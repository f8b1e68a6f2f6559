use thiserror::Error;

use crate::ir::instr::CallId;

/// Top-level error type for the TABLO compiler core.
#[derive(Debug, Error)]
pub enum Error {
    #[error("lowering error: {0}")]
    Lower(#[from] LowerError),

    #[error("runtime error: {0}")]
    Interp(#[from] InterpError),
}

/// Fatal conditions raised by the column-lowering pass.
///
/// These abort compilation of the enclosing function: emitting silently
/// wrong numeric code would be worse than failing. Unresolvable call targets
/// are deliberately NOT here — they produce a warning and pass through.
#[derive(Debug, Error)]
pub enum LowerError {
    #[error("in function '{func}': the comparison operator of a timestamp wrapper must be a compile-time string constant, but '{var}' could not be resolved to one")]
    UnresolvedCmpOperator { func: String, var: String },

    #[error("in function '{func}': no type recorded for variable '{var}' — the type environment handed to this pass is incomplete")]
    MissingType { func: String, var: String },

    #[error("in function '{func}': no signature recorded for call site {call}")]
    MissingSignature { func: String, call: CallId },

    #[error("in function '{func}': a value-producing rewrite template returned no result temporary")]
    MissingFragmentResult { func: String },

    #[error("in function '{func}': '{name}' expects {expected} argument(s) but the call site has {got}")]
    BadArity {
        func: String,
        name: String,
        expected: usize,
        got: usize,
    },
}

/// Runtime errors from the IR interpreter.
#[derive(Debug, Error)]
pub enum InterpError {
    #[error("undefined variable '{name}'")]
    UndefinedVar { name: String },

    #[error("unknown block {label}")]
    UnknownBlock { label: u32 },

    #[error("type error — {detail}")]
    TypeError { detail: String },

    #[error("index out of bounds — tried index {idx} on an array of {len} elements")]
    IndexOutOfBounds { idx: i64, len: usize },

    #[error("'{text}' is not a valid timestamp literal")]
    BadTimestamp { text: String },

    #[error("invalid pattern '{pattern}': {detail}")]
    BadPattern { pattern: String, detail: String },

    #[error("unsupported at runtime — {detail}")]
    Unsupported { detail: String },

    #[error("execution exceeded {limit} steps")]
    StepLimit { limit: usize },
}
//! Elementwise rewrites: text comparison, fillna, the boolean column
//! filter, allocation, rolling coercion, pattern matching, and timestamps.

use std::collections::HashSet;

use tablo::interp::{self, Value};
use tablo::ir::function::FuncIr;
use tablo::ir::instr::{BinOp, CallId, Const, Expr, Instr};
use tablo::ir::types::{CallSigs, DType, Signature, Ty, TypeEnv};
use tablo::lower::{lower_columns, LowerOptions, RejectFill};

const DAY_NANOS: i64 = 86_400_000_000_000;

fn assign(target: &str, value: Expr) -> Instr {
    Instr::Assign {
        target: target.into(),
        value,
    }
}

fn global(name: &str, origin: &str) -> Expr {
    Expr::Global {
        name: name.into(),
        origin: origin.into(),
    }
}

fn call(callee: &str, args: &[&str], call: CallId) -> Expr {
    Expr::Call {
        callee: callee.into(),
        args: args.iter().map(|s| s.to_string()).collect(),
        call,
    }
}

fn lower(f: &mut FuncIr, types: &mut TypeEnv, sigs: &mut CallSigs, origins: &HashSet<String>) {
    let warnings = lower_columns(f, types, sigs, origins, LowerOptions::default()).unwrap();
    assert!(warnings.is_empty());
}

fn floats(v: &Value) -> Vec<f64> {
    match v {
        Value::Arr(items) => items
            .iter()
            .map(|x| match x {
                Value::Float(f) => *f,
                other => panic!("expected a float element, got {:?}", other),
            })
            .collect(),
        other => panic!("expected an array, got {:?}", other),
    }
}

#[test]
fn text_comparison_becomes_an_elementwise_bool_loop() {
    let mut f = FuncIr::new("cmp");
    let entry = f.entry;
    f.push(entry, assign("lit", Expr::Const(Const::Str("cd".into()))));
    f.push(
        entry,
        assign(
            "r",
            Expr::BinOp {
                op: BinOp::CmpEq,
                lhs: "names".into(),
                rhs: "lit".into(),
            },
        ),
    );
    f.push(entry, Instr::Return { value: Some("r".into()) });

    let mut types = TypeEnv::new();
    types.set("names", Ty::StrColumn);
    types.set("lit", Ty::Str);
    let mut sigs = CallSigs::new();
    lower(&mut f, &mut types, &mut sigs, &HashSet::new());

    let outcome = interp::run(
        &f,
        vec![("names".into(), Value::str_array(&["ab", "cd"]))],
    )
    .unwrap();
    assert_eq!(outcome.result, Some(Value::bool_array(&[false, true])));
    assert_eq!(types.get("names"), Some(&Ty::StrArray));
    // The handler records the boolean result type itself.
    assert_eq!(types.get("r"), Some(&Ty::array(DType::Bool)));
}

#[test]
fn scalar_on_the_left_also_matches() {
    let mut f = FuncIr::new("cmp");
    let entry = f.entry;
    f.push(entry, assign("lit", Expr::Const(Const::Str("b".into()))));
    f.push(
        entry,
        assign(
            "r",
            Expr::BinOp {
                op: BinOp::CmpLt,
                lhs: "lit".into(),
                rhs: "names".into(),
            },
        ),
    );
    f.push(entry, Instr::Return { value: Some("r".into()) });

    let mut types = TypeEnv::new();
    types.set("names", Ty::StrArray);
    types.set("lit", Ty::Str);
    types.set("r", Ty::array(DType::Bool));
    let mut sigs = CallSigs::new();
    lower(&mut f, &mut types, &mut sigs, &HashSet::new());

    let outcome = interp::run(
        &f,
        vec![("names".into(), Value::str_array(&["a", "c"]))],
    )
    .unwrap();
    assert_eq!(outcome.result, Some(Value::bool_array(&[false, true])));
}

#[test]
fn fillna_writes_through_missing_values() {
    let mut f = FuncIr::new("fill");
    let entry = f.entry;
    let c = f.fresh_call();
    f.push(entry, assign("g", global("fillna", "tablo.frame")));
    f.push(entry, assign("u", call("g", &["out", "a", "fv"], c)));
    f.push(entry, Instr::Return { value: None });

    let mut types = TypeEnv::new();
    types.set("g", Ty::Function);
    types.set("out", Ty::array(DType::F64));
    types.set("a", Ty::Column(DType::F64));
    types.set("fv", Ty::Scalar(DType::F64));
    types.set("u", Ty::Unit);
    let mut sigs = CallSigs::new();
    sigs.set(
        c,
        Signature {
            arg_tys: vec![Ty::array(DType::F64), Ty::Column(DType::F64), Ty::Scalar(DType::F64)],
            ret_ty: Ty::Unit,
        },
    );
    lower(&mut f, &mut types, &mut sigs, &HashSet::new());

    let outcome = interp::run(
        &f,
        vec![
            ("out".into(), Value::float_array(&[0.0, 0.0])),
            ("a".into(), Value::float_array(&[1.0, f64::NAN])),
            ("fv".into(), Value::Float(9.0)),
        ],
    )
    .unwrap();
    assert_eq!(outcome.env["out"], Value::float_array(&[1.0, 9.0]));
}

fn filter_program() -> (FuncIr, TypeEnv, CallSigs, HashSet<String>) {
    let mut f = FuncIr::new("filter");
    let entry = f.entry;
    f.push(
        entry,
        assign(
            "t",
            Expr::Getitem {
                value: "src".into(),
                index: "mask".into(),
            },
        ),
    );
    f.push(entry, Instr::Return { value: None });

    let mut types = TypeEnv::new();
    types.set("src", Ty::Column(DType::F64));
    types.set("t", Ty::Column(DType::F64));
    types.set("mask", Ty::array(DType::Bool));
    let origins: HashSet<String> = ["t".to_string(), "src".to_string()].into_iter().collect();
    (f, types, CallSigs::new(), origins)
}

#[test]
fn column_filter_fills_rejected_positions_with_nan() {
    let (mut f, mut types, mut sigs, origins) = filter_program();
    lower(&mut f, &mut types, &mut sigs, &origins);

    let outcome = interp::run(
        &f,
        vec![
            ("src".into(), Value::float_array(&[10.0, 20.0, 30.0])),
            ("mask".into(), Value::bool_array(&[true, false, true])),
        ],
    )
    .unwrap();
    let t = floats(&outcome.env["t"]);
    assert_eq!(t[0], 10.0);
    assert!(t[1].is_nan());
    assert_eq!(t[2], 30.0);
}

#[test]
fn column_filter_fill_policy_is_configurable() {
    let (mut f, mut types, mut sigs, origins) = filter_program();
    let options = LowerOptions {
        filter_fill: RejectFill::Value(-1.0),
    };
    let warnings = lower_columns(&mut f, &mut types, &mut sigs, &origins, options).unwrap();
    assert!(warnings.is_empty());

    let outcome = interp::run(
        &f,
        vec![
            ("src".into(), Value::float_array(&[10.0, 20.0, 30.0])),
            ("mask".into(), Value::bool_array(&[true, false, true])),
        ],
    )
    .unwrap();
    assert_eq!(floats(&outcome.env["t"]), vec![10.0, -1.0, 30.0]);
}

#[test]
fn filter_needs_both_ends_in_the_column_origin_set() {
    let (mut f, mut types, mut sigs, _) = filter_program();
    let origins: HashSet<String> = ["t".to_string()].into_iter().collect();
    lower(&mut f, &mut types, &mut sigs, &origins);
    // Not recognized: the getitem stays as written.
    assert!(matches!(
        &f.block(f.entry).unwrap().instrs[0],
        Instr::Assign { value: Expr::Getitem { .. }, .. }
    ));
}

#[test]
fn empty_like_allocates_with_the_source_length_and_dtype() {
    let mut f = FuncIr::new("alloc");
    let entry = f.entry;
    let c = f.fresh_call();
    f.push(entry, assign("g", global("empty_like", "tablo.arrays")));
    f.push(entry, assign("r", call("g", &["a"], c)));
    f.push(entry, Instr::Return { value: Some("r".into()) });

    let mut types = TypeEnv::new();
    types.set("g", Ty::Function);
    types.set("a", Ty::array(DType::F64));
    types.set("r", Ty::array(DType::F64));
    let mut sigs = CallSigs::new();
    sigs.set(
        c,
        Signature {
            arg_tys: vec![Ty::array(DType::F64)],
            ret_ty: Ty::array(DType::F64),
        },
    );
    lower(&mut f, &mut types, &mut sigs, &HashSet::new());

    let outcome = interp::run(
        &f,
        vec![("a".into(), Value::float_array(&[1.0, 2.0, 3.0]))],
    )
    .unwrap();
    match outcome.result.unwrap() {
        Value::Arr(items) => {
            assert_eq!(items.len(), 3);
            assert!(items.iter().all(|v| matches!(v, Value::Float(_))));
        }
        other => panic!("expected an array, got {:?}", other),
    }
    assert_eq!(types.get("r"), Some(&Ty::array(DType::F64)));
}

#[test]
fn empty_like_uses_the_shape_for_multidimensional_sources() {
    let mut f = FuncIr::new("alloc");
    let entry = f.entry;
    let c = f.fresh_call();
    f.push(entry, assign("g", global("empty_like", "tablo.arrays")));
    f.push(entry, assign("r", call("g", &["a"], c)));
    f.push(entry, Instr::Return { value: Some("r".into()) });

    let nd = Ty::Array {
        dtype: DType::F64,
        ndim: 2,
    };
    let mut types = TypeEnv::new();
    types.set("g", Ty::Function);
    types.set("a", nd.clone());
    types.set("r", nd.clone());
    let mut sigs = CallSigs::new();
    sigs.set(
        c,
        Signature {
            arg_tys: vec![nd.clone()],
            ret_ty: nd.clone(),
        },
    );
    lower(&mut f, &mut types, &mut sigs, &HashSet::new());

    let instrs = &f.block(f.entry).unwrap().instrs;
    assert!(instrs
        .iter()
        .any(|i| matches!(i, Instr::Assign { value: Expr::Shape { .. }, .. })));
    assert!(instrs
        .iter()
        .any(|i| matches!(i, Instr::Assign { value: Expr::AllocShaped { .. }, .. })));

    // A 2x2 source arrives as its flattened backing store.
    let outcome = interp::run(
        &f,
        vec![("a".into(), Value::float_array(&[1.0, 2.0, 3.0, 4.0]))],
    )
    .unwrap();
    match outcome.result.unwrap() {
        Value::Arr(items) => assert_eq!(items.len(), 4),
        other => panic!("expected an array, got {:?}", other),
    }
    assert_eq!(types.get("r"), Some(&nd));
}

#[test]
fn rolling_coercion_casts_integers_to_float() {
    let mut f = FuncIr::new("roll");
    let entry = f.entry;
    let c = f.fresh_call();
    f.push(entry, assign("g", global("as_rolling_array", "tablo.frame")));
    f.push(entry, assign("r", call("g", &["a"], c)));
    f.push(entry, Instr::Return { value: Some("r".into()) });

    let mut types = TypeEnv::new();
    types.set("g", Ty::Function);
    types.set("a", Ty::array(DType::I64));
    types.set("r", Ty::array(DType::F64));
    let mut sigs = CallSigs::new();
    sigs.set(
        c,
        Signature {
            arg_tys: vec![Ty::array(DType::I64)],
            ret_ty: Ty::array(DType::F64),
        },
    );
    lower(&mut f, &mut types, &mut sigs, &HashSet::new());

    let outcome = interp::run(&f, vec![("a".into(), Value::int_array(&[1, 2, 3]))]).unwrap();
    assert_eq!(outcome.result, Some(Value::float_array(&[1.0, 2.0, 3.0])));
}

fn contains_program(prim: &str, pattern: &str) -> (FuncIr, TypeEnv, CallSigs) {
    let mut f = FuncIr::new("contains");
    let entry = f.entry;
    let c = f.fresh_call();
    f.push(entry, assign("g", global(prim, "tablo.strings")));
    f.push(entry, assign("pat", Expr::Const(Const::Str(pattern.into()))));
    f.push(entry, assign("r", call("g", &["names", "pat"], c)));
    f.push(entry, Instr::Return { value: Some("r".into()) });

    let mut types = TypeEnv::new();
    types.set("g", Ty::Function);
    types.set("names", Ty::StrColumn);
    types.set("pat", Ty::Str);
    types.set("r", Ty::array(DType::Bool));
    let mut sigs = CallSigs::new();
    sigs.set(
        c,
        Signature {
            arg_tys: vec![Ty::StrColumn, Ty::Str],
            ret_ty: Ty::array(DType::Bool),
        },
    );
    (f, types, sigs)
}

#[test]
fn contains_regex_matches_per_element() {
    let (mut f, mut types, mut sigs) = contains_program("contains_regex", "[0-9]+");
    lower(&mut f, &mut types, &mut sigs, &HashSet::new());

    let outcome = interp::run(
        &f,
        vec![("names".into(), Value::str_array(&["foo123", "bar"]))],
    )
    .unwrap();
    assert_eq!(outcome.result, Some(Value::bool_array(&[true, false])));
}

#[test]
fn contains_literal_is_substring_search() {
    let (mut f, mut types, mut sigs) = contains_program("contains_literal", "ar");
    lower(&mut f, &mut types, &mut sigs, &HashSet::new());

    let outcome = interp::run(
        &f,
        vec![("names".into(), Value::str_array(&["foo123", "bar"]))],
    )
    .unwrap();
    assert_eq!(outcome.result, Some(Value::bool_array(&[false, true])));
}

#[test]
fn timestamp_getitem_reinterprets_the_raw_element() {
    let mut f = FuncIr::new("ts");
    let entry = f.entry;
    let c = f.fresh_call();
    f.push(entry, assign("g", global("timestamp_getitem", "tablo.time")));
    f.push(entry, assign("idx", Expr::Const(Const::Int(1))));
    f.push(entry, assign("r", call("g", &["ts", "idx"], c)));
    f.push(entry, Instr::Return { value: Some("r".into()) });

    let mut types = TypeEnv::new();
    types.set("g", Ty::Function);
    types.set("ts", Ty::array(DType::DateTime64));
    types.set("idx", Ty::Scalar(DType::I64));
    types.set("r", Ty::Timestamp);
    let mut sigs = CallSigs::new();
    sigs.set(
        c,
        Signature {
            arg_tys: vec![Ty::array(DType::DateTime64), Ty::Scalar(DType::I64)],
            ret_ty: Ty::Timestamp,
        },
    );
    lower(&mut f, &mut types, &mut sigs, &HashSet::new());

    let outcome = interp::run(
        &f,
        vec![("ts".into(), Value::int_array(&[0, DAY_NANOS]))],
    )
    .unwrap();
    assert_eq!(outcome.result, Some(Value::Timestamp(DAY_NANOS)));
}

fn timestamp_cmp_program(args: &[&str]) -> (FuncIr, TypeEnv, CallSigs) {
    let mut f = FuncIr::new("tscmp");
    let entry = f.entry;
    let c = f.fresh_call();
    f.push(entry, assign("op", Expr::Const(Const::Str("<".into()))));
    f.push(entry, assign("lit", Expr::Const(Const::Str("1970-01-02".into()))));
    f.push(entry, assign("g", global("timestamp_cmp", "tablo.time")));
    f.push(entry, assign("r", call("g", args, c)));
    f.push(entry, Instr::Return { value: Some("r".into()) });

    let mut types = TypeEnv::new();
    types.set("op", Ty::Str);
    types.set("lit", Ty::Str);
    types.set("g", Ty::Function);
    types.set("ts", Ty::array(DType::DateTime64));
    types.set("r", Ty::array(DType::Bool));
    let mut sigs = CallSigs::new();
    let arg_tys = args
        .iter()
        .map(|a| types.get(a).unwrap().clone())
        .collect();
    sigs.set(
        c,
        Signature {
            arg_tys,
            ret_ty: Ty::array(DType::Bool),
        },
    );
    (f, types, sigs)
}

#[test]
fn timestamp_comparison_parses_the_literal_once() {
    let (mut f, mut types, mut sigs) = timestamp_cmp_program(&["op", "ts", "lit"]);
    lower(&mut f, &mut types, &mut sigs, &HashSet::new());

    // ts[i] < 1970-01-02
    let outcome = interp::run(
        &f,
        vec![("ts".into(), Value::int_array(&[0, 2 * DAY_NANOS]))],
    )
    .unwrap();
    assert_eq!(outcome.result, Some(Value::bool_array(&[true, false])));
}

#[test]
fn timestamp_comparison_mirrors_when_the_array_is_on_the_right() {
    let (mut f, mut types, mut sigs) = timestamp_cmp_program(&["op", "lit", "ts"]);
    lower(&mut f, &mut types, &mut sigs, &HashSet::new());

    // 1970-01-02 < ts[i]
    let outcome = interp::run(
        &f,
        vec![("ts".into(), Value::int_array(&[0, 2 * DAY_NANOS]))],
    )
    .unwrap();
    assert_eq!(outcome.result, Some(Value::bool_array(&[false, true])));
}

● Task requirements
Whenever a line of the data includes the word "detail", show that line in full.

● Problem solution
    #[error("type error — {detail}")]
    TypeError { detail: String },
    #[error("invalid pattern '{pattern}': {detail}")]
    BadPattern { pattern: String, detail: String },
    #[error("unsupported at runtime — {detail}")]
    Unsupported { detail: String },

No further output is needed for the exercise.